Notebook Approach Port
- [ ] Port masking logic into provider-owned runtime code.
- [ ] Port Char-CNN + BiLSTM model loader.
- [ ] Fix and test special-token compatibility between training and runtime.
- [ ] Port supervised-contrastive embedding projection usage.
- [ ] Add FAISS positive example index.
- [ ] Add FAISS negative example indexes.
- [ ] Add weighted ranker over softmax, k-NN similarity, and action/skill priors.
- [ ] Add intent/action id mapping from research labels to AdaOS canonical intents and system actions.
Artifacts and ModelOps
- [ ] Define node-level active model layout owned by the service skill runtime.
- [ ] Store
model.pt,labels.json/intents_manifest.json,vocab.json,faiss.index,examples_manifest.jsonl,ranker_config.json, andmetrics.json. - [ ] Add immutable
model_idand model provenance metadata. - [ ] Add rollback pointer for the node-level active model.
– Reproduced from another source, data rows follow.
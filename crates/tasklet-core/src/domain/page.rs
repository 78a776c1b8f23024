/// Largest page a caller may request.
pub const MAX_PAGE_SIZE: i64 = 100;

/// Page size used when the caller does not ask for one.
pub const DEFAULT_PAGE_SIZE: i64 = 10;

/// A normalized page window.
///
/// Construction never fails: `page_number` is raised to at least 1 and
/// `page_size` is clamped into `1..=MAX_PAGE_SIZE`.
#[derive(Debug, Clone, Copy, PartialEq, Eq)]
pub struct PageRequest {
    page_number: i64,
    page_size: i64,
}

impl PageRequest {
    pub fn new(page_number: i64, page_size: i64) -> Self {
        Self {
            page_number: page_number.max(1),
            page_size: page_size.clamp(1, MAX_PAGE_SIZE),
        }
    }

    pub fn page_number(&self) -> i64 {
        self.page_number
    }

    pub fn page_size(&self) -> i64 {
        self.page_size
    }

    /// Rows to skip before this page starts.
    pub fn offset(&self) -> i64 {
        (self.page_number - 1).saturating_mul(self.page_size)
    }
}

impl Default for PageRequest {
    fn default() -> Self {
        Self::new(1, DEFAULT_PAGE_SIZE)
    }
}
- [ ] Add golden phrase regression report before model promotion.
- [ ] Add quality gates using accuracy, macro-F1, abstain rate, and latency.
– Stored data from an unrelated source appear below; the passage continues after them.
//! Task CRUD endpoints under `/api/tasks`.

use std::sync::Arc;

use axum::extract::{Path, Query, State};
use axum::http::{StatusCode, header};
use axum::response::IntoResponse;
use axum::routing::get;
use axum::{Json, Router};
use tasklet_core::domain::TaskId;
use utoipa::OpenApi;
use validator::Validate;

use crate::error::ServerError;
use crate::schemas::api::task::{
    CreateTaskRequest, TaskListQuery, TaskListResponse, TaskResponse, UpdateTaskRequest,
};
use crate::state::AppState;

#[derive(OpenApi)]
#[openapi(
    paths(list_tasks, list_deleted_tasks, get_task, create_task, update_task, patch_task, delete_task),
    components(schemas(
        TaskResponse,
        TaskListResponse,
        CreateTaskRequest,
        UpdateTaskRequest,
        tasklet_core::domain::TaskStatus
    ))
)]
pub struct TasksApi;

pub fn router() -> Router<Arc<AppState>> {
    Router::new()
        .route("/tasks", get(list_tasks).post(create_task))
        .route("/tasks/deleted", get(list_deleted_tasks))
        .route(
            "/tasks/{id}",
            get(get_task)
                .put(update_task)
                .patch(patch_task)
                .delete(delete_task),
        )
}

fn not_found(id: i64) -> ServerError {
    ServerError::NotFound(format!("task {id} not found"))
}

#[utoipa::path(
    get,
    path = "/api/tasks",
    tag = "tasks",
    params(TaskListQuery),
    responses(
        (status = 200, description = "One page of live tasks", body = TaskListResponse),
        (status = 429, description = "Rate limit exceeded"),
        (status = 500, description = "Database error"),
    )
)]
pub async fn list_tasks(
    State(state): State<Arc<AppState>>,
    Query(q): Query<TaskListQuery>,
) -> Result<Json<TaskListResponse>, ServerError> {
    let page = state
        .tasks
        .list(
            q.page_number.unwrap_or(1),
            q.page_size.unwrap_or(tasklet_core::domain::DEFAULT_PAGE_SIZE),
            q.search.as_deref(),
        )
        .await?;
    Ok(Json(page.into()))
}

#[utoipa::path(
    get,
    path = "/api/tasks/deleted",
    tag = "tasks",
    responses(
        (status = 200, description = "Soft-deleted tasks, most recently deleted first", body = [TaskResponse]),
        (status = 500, description = "Database error"),
    )
)]
pub async fn list_deleted_tasks(
    State(state): State<Arc<AppState>>,
) -> Result<Json<Vec<TaskResponse>>, ServerError> {
    let records = state.tasks.list_deleted().await?;
    Ok(Json(records.into_iter().map(TaskResponse::from).collect()))
}

#[utoipa::path(
    get,
    path = "/api/tasks/{id}",
    tag = "tasks",
    params(("id" = i64, Path, description = "Task id")),
    responses(
        (status = 200, description = "Task found", body = TaskResponse),
        (status = 404, description = "No live task with this id"),
        (status = 500, description = "Database error"),
    )
)]
pub async fn get_task(
    State(state): State<Arc<AppState>>,
    Path(id): Path<i64>,
) -> Result<Json<TaskResponse>, ServerError> {
    let record = state
        .tasks
        .get(TaskId::new(id))
        .await?
        .ok_or_else(|| not_found(id))?;
    Ok(Json(record.into()))
}

#[utoipa::path(
    post,
    path = "/api/tasks",
    tag = "tasks",
    params(
        ("Idempotency-Key" = String, Header, description = "Client-chosen key; a repeat on this route within the TTL is rejected with 409")
    ),
    request_body = CreateTaskRequest,
    responses(
        (status = 201, description = "Task created", body = TaskResponse),
        (status = 400, description = "Missing idempotency key or invalid body"),
        (status = 409, description = "Duplicate idempotency key"),
        (status = 500, description = "Database error"),
    )
)]
pub async fn create_task(
    State(state): State<Arc<AppState>>,
    Json(req): Json<CreateTaskRequest>,
) -> Result<impl IntoResponse, ServerError> {
    req.validate()?;
    let record = state.tasks.create(req.into()).await?;
    let location = format!("/api/tasks/{}", record.id());
    Ok((
        StatusCode::CREATED,
        [(header::LOCATION, location)],
        Json(TaskResponse::from(record)),
    ))
}

#[utoipa::path(
    put,
    path = "/api/tasks/{id}",
    tag = "tasks",
    params(
        ("id" = i64, Path, description = "Task id"),
        ("Idempotency-Key" = String, Header, description = "Client-chosen key; a repeat on this route within the TTL is rejected with 409")
    ),
    request_body = UpdateTaskRequest,
    responses(
        (status = 200, description = "Task updated", body = TaskResponse),
        (status = 400, description = "Missing idempotency key or invalid body"),
        (status = 404, description = "No live task with this id"),
        (status = 409, description = "Duplicate idempotency key"),
        (status = 500, description = "Database error"),
    )
)]
pub async fn update_task(
    State(state): State<Arc<AppState>>,
    Path(id): Path<i64>,
    Json(req): Json<UpdateTaskRequest>,
) -> Result<Json<TaskResponse>, ServerError> {
    req.validate()?;
    let record = state
        .tasks
        .update(TaskId::new(id), req.into())
        .await?
        .ok_or_else(|| not_found(id))?;
    Ok(Json(record.into()))
}

/// Same merge semantics as `PUT`; both only touch the fields that are sent.
#[utoipa::path(
    patch,
    path = "/api/tasks/{id}",
    tag = "tasks",
    params(
        ("id" = i64, Path, description = "Task id"),
        ("Idempotency-Key" = String, Header, description = "Client-chosen key; a repeat on this route within the TTL is rejected with 409")
    ),
    request_body = UpdateTaskRequest,
    responses(
        (status = 200, description = "Task updated", body = TaskResponse),
        (status = 400, description = "Missing idempotency key or invalid body"),
        (status = 404, description = "No live task with this id"),
        (status = 409, description = "Duplicate idempotency key"),
        (status = 500, description = "Database error"),
    )
)]
pub async fn patch_task(
    state: State<Arc<AppState>>,
    id: Path<i64>,
    req: Json<UpdateTaskRequest>,
) -> Result<Json<TaskResponse>, ServerError> {
    update_task(state, id, req).await
}

#[utoipa::path(
    delete,
    path = "/api/tasks/{id}",
    tag = "tasks",
    params(("id" = i64, Path, description = "Task id")),
    responses(
        (status = 204, description = "Task soft-deleted"),
        (status = 404, description = "No live task with this id"),
        (status = 500, description = "Database error"),
    )
)]
pub async fn delete_task(
    State(state): State<Arc<AppState>>,
    Path(id): Path<i64>,
) -> Result<StatusCode, ServerError> {
    if state.tasks.soft_delete(TaskId::new(id)).await? {
        Ok(StatusCode::NO_CONTENT)
    } else {
        Err(not_found(id))
    }
}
- [ ] Defer per-locale/webspace/profile models until usage statistics justify the added operational complexity.
Usage Statistics
- [ ] Record neural request count and latency per stage.
- [ ] Record confidence distributions and threshold bands.
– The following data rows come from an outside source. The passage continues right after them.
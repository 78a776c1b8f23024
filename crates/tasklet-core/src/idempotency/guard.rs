use std::time::Duration;

use tracing::{debug, warn};

use super::store::IdempotencyStore;

/// Request header carrying the client-chosen idempotency key.
pub const IDEMPOTENCY_KEY_HEADER: &str = "Idempotency-Key";

/// Default lifetime of an admitted key.
pub const DEFAULT_KEY_TTL: Duration = Duration::from_secs(30 * 60);

/// Methods that must carry an idempotency key.
pub fn is_write_method(method: &str) -> bool {
    matches!(
        method.to_ascii_uppercase().as_str(),
        "POST" | "PUT" | "PATCH"
    )
}

/// Outcome for a request that may proceed.
#[derive(Debug, Clone, Copy, PartialEq, Eq)]
pub enum Admission {
    /// Not a write; no key required.
    Bypassed,
    /// First sighting of this key on this route; it is now registered.
    Admitted,
}

#[derive(Debug, Clone, PartialEq, Eq, thiserror::Error)]
pub enum GuardRejection {
    #[error("the Idempotency-Key header is required for this request")]
    MissingKey,
    #[error("a request with this Idempotency-Key has already been processed")]
    Duplicate,
}

/// Admission control for write requests based on [`IdempotencyStore`].
///
/// A key is registered the moment a request is admitted and stays registered
/// for `ttl`, even if the handler later fails.
#[derive(Debug, Clone)]
pub struct IdempotencyGuard {
    store: IdempotencyStore,
    ttl: Duration,
}

impl IdempotencyGuard {
    pub fn new(store: IdempotencyStore, ttl: Duration) -> Self {
        Self { store, ttl }
    }

    pub fn store(&self) -> &IdempotencyStore {
        &self.store
    }

    pub fn ttl(&self) -> Duration {
        self.ttl
    }

    /// Decide whether `method path` may proceed given its key header value.
    pub fn admit(
        &self,
        method: &str,
        path: &str,
        key: Option<&str>,
    ) -> Result<Admission, GuardRejection> {
        if !is_write_method(method) {
            return Ok(Admission::Bypassed);
        }
        // Blank means missing, but the key is composed exactly as sent.
        let key = key
            .filter(|k| !k.trim().is_empty())
            .ok_or(GuardRejection::MissingKey)?;

        let route = route_descriptor(method, path);
        if self.store.try_register(key, &route, self.ttl) {
            debug!(%route, "idempotency key admitted");
            Ok(Admission::Admitted)
        } else {
            warn!(%route, "duplicate idempotency key rejected");
            Err(GuardRejection::Duplicate)
        }
    }
}

fn route_descriptor(method: &str, path: &str) -> String {
    format!("{}:{path}", method.to_ascii_uppercase())
}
- [ ] Record accept/abstain/reject counts per intent.
- [ ] Record fallback ratio
neural -> Rasa -> Teacher. - [ ] Record canonicalization hit/miss/ambiguity counts for neural requests.
- [ ] Record abstained/rejected samples for Teacher review and retraining.
Training Data Feedback
- [ ] Export skill-owned examples from skills.
- [ ] Export scenario-owned examples from scenarios.
- [ ] Export core/client command examples from the system action catalog.
- [ ] Export named-entity classes as masks, not as local alias training data.
- [ ] Let Teacher-approved corrections update regex, Neural, and Rasa datasets through the owning artifact.
- [ ] Rebuild/reindex the neural provider from curated examples after approved changes.
Immediate Next Steps
- Remove
src/adaos/interpreter_datafrom the provider delivery path and document the migration path for existing experimental templates. - Add default-on Neural NLU install preparation plus a
--no-neural-nluescape hatch. - Port the full notebook ranker into the neural provider: masking, Char-CNN/BiLSTM, FAISS positives/negatives, priors, and evidence.
- Define the system action catalog for core/client commands and include it in NLU authoring context.
- Add neural usage statistics and stage latency before making rollout decisions about per-locale/webspace/profile models.
- Wire the Teacher UI Check phrase flow to show canonicalization, neural, Rasa, and action-preview evidence.
- Add "save correct example" backend action with skill/scenario/system-action target selection and audit metadata.
- Add golden phrase reports and model promotion gates.
Last Completed Slice
- Rasa is packaged as an optional default-on service-skill and installed into skill runtime slots.
- NLU Teacher has a dry-run phrase probe API with regex-first and optional Rasa fallback.
- NLU Teacher exposes baseline desktop lookup tables for
modal_id,node_ref,app_id,scenario_id, andwebspace_id. - Teacher lookup API overlays live YJS values from
ui.application.modals,registry.merged.modals,data.catalog.apps,data.installed.apps,data.nodes, andui.current_scenario. - Rasa export writes native lookup tables and
data/lookup_tables.json; lookup summary is included in the training fingerprint. - Runtime emits stage trace events for regex, pipeline delegation, Rasa, and dispatcher actions/rejects.
- Trace items are persisted to
data.nlu_trace.items[]for the future UI timeline. - NLU documentation now includes a human verification checklist and clearly separates current UI, backend/API-only behavior, and target UI.